Whichever lines of the entries hold the word "plain" should be identified and copied.

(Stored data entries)
━━━━━━━━━━━━━━━━━━━━━━━━━━━━━━

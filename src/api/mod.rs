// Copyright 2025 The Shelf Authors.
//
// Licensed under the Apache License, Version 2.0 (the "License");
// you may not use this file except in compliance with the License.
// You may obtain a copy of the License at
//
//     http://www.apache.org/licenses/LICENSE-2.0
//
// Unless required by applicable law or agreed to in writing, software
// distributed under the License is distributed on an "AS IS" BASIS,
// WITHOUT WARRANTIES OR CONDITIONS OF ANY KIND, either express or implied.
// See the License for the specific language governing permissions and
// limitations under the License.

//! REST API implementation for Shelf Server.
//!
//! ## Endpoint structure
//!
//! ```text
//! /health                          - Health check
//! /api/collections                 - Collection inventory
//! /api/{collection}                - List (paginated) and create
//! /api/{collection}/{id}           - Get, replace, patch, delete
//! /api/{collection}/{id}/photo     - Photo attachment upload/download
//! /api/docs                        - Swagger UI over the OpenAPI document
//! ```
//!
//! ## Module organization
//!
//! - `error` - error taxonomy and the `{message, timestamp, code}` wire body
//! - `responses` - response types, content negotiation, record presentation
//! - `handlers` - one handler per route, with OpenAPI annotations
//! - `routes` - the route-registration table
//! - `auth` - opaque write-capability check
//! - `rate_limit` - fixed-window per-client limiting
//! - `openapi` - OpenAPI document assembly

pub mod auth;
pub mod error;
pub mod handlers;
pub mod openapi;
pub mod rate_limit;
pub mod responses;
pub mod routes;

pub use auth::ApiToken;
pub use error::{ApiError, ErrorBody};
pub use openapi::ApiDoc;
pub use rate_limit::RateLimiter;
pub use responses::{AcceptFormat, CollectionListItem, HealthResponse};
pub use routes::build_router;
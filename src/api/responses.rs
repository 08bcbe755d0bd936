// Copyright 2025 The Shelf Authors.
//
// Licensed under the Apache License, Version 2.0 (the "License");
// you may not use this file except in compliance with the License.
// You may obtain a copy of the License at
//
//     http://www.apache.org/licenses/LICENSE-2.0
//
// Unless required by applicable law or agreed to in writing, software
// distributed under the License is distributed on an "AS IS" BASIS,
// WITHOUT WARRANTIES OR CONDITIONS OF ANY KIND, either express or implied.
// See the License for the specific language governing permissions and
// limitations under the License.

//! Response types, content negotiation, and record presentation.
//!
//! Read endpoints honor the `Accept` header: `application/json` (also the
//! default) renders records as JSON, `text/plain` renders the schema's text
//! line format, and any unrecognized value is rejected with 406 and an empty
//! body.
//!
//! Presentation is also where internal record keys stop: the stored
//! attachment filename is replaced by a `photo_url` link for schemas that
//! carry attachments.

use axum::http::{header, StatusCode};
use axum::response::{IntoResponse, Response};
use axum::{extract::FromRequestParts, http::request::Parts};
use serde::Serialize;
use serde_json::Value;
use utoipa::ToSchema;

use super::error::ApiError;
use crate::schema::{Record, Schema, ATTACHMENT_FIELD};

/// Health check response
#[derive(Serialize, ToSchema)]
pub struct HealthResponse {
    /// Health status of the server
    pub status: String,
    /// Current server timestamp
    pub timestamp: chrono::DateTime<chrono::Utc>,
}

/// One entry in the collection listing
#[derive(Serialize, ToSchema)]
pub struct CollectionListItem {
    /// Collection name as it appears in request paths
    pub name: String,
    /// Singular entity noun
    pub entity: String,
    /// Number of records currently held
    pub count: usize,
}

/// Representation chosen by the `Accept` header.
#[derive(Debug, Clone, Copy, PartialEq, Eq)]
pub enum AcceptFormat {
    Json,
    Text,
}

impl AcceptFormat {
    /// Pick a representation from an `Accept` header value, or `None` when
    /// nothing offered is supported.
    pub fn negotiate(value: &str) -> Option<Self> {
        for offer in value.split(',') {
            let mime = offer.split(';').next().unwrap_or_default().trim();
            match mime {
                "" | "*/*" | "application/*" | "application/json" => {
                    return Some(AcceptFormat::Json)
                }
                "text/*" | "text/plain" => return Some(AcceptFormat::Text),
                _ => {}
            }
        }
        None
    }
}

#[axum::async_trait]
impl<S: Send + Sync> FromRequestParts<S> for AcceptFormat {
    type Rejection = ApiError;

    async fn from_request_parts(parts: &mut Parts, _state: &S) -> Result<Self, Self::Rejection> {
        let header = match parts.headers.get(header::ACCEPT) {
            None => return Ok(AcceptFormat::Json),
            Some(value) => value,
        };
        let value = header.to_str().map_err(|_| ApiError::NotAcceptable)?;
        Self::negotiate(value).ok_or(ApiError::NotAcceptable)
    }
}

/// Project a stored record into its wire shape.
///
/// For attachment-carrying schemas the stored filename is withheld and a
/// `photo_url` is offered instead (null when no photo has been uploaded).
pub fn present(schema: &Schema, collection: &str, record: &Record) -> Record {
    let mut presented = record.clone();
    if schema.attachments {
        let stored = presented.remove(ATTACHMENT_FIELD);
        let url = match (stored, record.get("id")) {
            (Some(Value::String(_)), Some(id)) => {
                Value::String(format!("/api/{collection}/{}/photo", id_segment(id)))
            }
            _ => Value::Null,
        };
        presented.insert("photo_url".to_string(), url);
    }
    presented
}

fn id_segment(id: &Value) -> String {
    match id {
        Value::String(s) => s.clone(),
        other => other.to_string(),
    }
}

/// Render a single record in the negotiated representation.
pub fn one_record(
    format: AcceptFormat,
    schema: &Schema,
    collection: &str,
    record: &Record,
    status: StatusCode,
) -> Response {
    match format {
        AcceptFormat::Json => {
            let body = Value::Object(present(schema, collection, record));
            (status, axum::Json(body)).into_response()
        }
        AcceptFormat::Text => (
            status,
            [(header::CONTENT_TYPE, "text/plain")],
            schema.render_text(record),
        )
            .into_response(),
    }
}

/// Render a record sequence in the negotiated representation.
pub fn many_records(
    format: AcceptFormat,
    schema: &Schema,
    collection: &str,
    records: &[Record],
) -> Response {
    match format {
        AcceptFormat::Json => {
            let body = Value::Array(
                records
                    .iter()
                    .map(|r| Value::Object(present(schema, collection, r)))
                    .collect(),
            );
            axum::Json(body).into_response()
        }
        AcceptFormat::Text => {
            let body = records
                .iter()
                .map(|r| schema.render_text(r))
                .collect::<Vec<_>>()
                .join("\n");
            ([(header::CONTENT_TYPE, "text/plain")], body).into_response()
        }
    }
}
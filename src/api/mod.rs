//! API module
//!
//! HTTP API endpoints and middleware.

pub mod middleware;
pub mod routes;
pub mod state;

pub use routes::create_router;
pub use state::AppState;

━━━━━━━━━━━━━━━━━━━━━━━━━━━━━━

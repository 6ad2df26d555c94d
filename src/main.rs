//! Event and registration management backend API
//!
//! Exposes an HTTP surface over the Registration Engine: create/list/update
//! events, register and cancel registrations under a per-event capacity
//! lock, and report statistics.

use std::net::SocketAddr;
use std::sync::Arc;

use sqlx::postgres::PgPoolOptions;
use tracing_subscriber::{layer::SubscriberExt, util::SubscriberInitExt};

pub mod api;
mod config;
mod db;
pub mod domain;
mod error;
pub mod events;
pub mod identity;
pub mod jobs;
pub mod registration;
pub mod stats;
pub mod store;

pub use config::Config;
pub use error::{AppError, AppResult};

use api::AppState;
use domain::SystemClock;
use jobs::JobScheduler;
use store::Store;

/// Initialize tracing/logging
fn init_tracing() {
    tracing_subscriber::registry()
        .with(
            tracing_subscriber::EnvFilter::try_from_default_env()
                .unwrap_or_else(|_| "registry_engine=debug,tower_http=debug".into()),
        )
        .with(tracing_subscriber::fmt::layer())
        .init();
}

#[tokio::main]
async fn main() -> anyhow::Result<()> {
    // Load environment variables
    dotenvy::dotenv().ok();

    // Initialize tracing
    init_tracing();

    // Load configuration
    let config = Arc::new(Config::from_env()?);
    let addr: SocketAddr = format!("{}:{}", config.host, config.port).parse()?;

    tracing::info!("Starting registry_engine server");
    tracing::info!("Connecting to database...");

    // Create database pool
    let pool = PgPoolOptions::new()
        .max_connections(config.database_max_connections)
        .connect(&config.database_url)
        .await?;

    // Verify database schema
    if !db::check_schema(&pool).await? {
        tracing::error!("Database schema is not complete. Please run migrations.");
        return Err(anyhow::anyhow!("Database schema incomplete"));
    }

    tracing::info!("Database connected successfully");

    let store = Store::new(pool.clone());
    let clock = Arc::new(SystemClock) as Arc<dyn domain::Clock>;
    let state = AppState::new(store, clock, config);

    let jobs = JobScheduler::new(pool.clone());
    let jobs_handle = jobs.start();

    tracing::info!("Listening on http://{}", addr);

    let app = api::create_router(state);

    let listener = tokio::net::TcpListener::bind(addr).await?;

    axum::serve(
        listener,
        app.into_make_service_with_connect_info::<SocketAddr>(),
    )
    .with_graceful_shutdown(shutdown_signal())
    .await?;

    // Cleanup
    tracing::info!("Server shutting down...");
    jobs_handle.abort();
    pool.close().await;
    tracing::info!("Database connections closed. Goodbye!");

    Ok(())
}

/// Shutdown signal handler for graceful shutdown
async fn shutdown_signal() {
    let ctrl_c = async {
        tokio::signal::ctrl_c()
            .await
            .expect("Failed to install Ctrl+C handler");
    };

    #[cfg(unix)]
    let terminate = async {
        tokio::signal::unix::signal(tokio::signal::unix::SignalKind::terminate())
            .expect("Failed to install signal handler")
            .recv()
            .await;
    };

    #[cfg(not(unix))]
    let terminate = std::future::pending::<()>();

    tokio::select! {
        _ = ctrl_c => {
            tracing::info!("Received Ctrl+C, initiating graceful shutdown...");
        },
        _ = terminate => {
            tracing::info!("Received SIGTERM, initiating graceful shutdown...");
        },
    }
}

━━━━━━━━━━━━━━━━━━━━━━━━━━━━━━

Exercise answer:
//! default) renders records as JSON, `text/plain` renders the schema's text
                "text/*" | "text/plain" => return Some(AcceptFormat::Text),
            [(header::CONTENT_TYPE, "text/plain")],
            ([(header::CONTENT_TYPE, "text/plain")], body).into_response()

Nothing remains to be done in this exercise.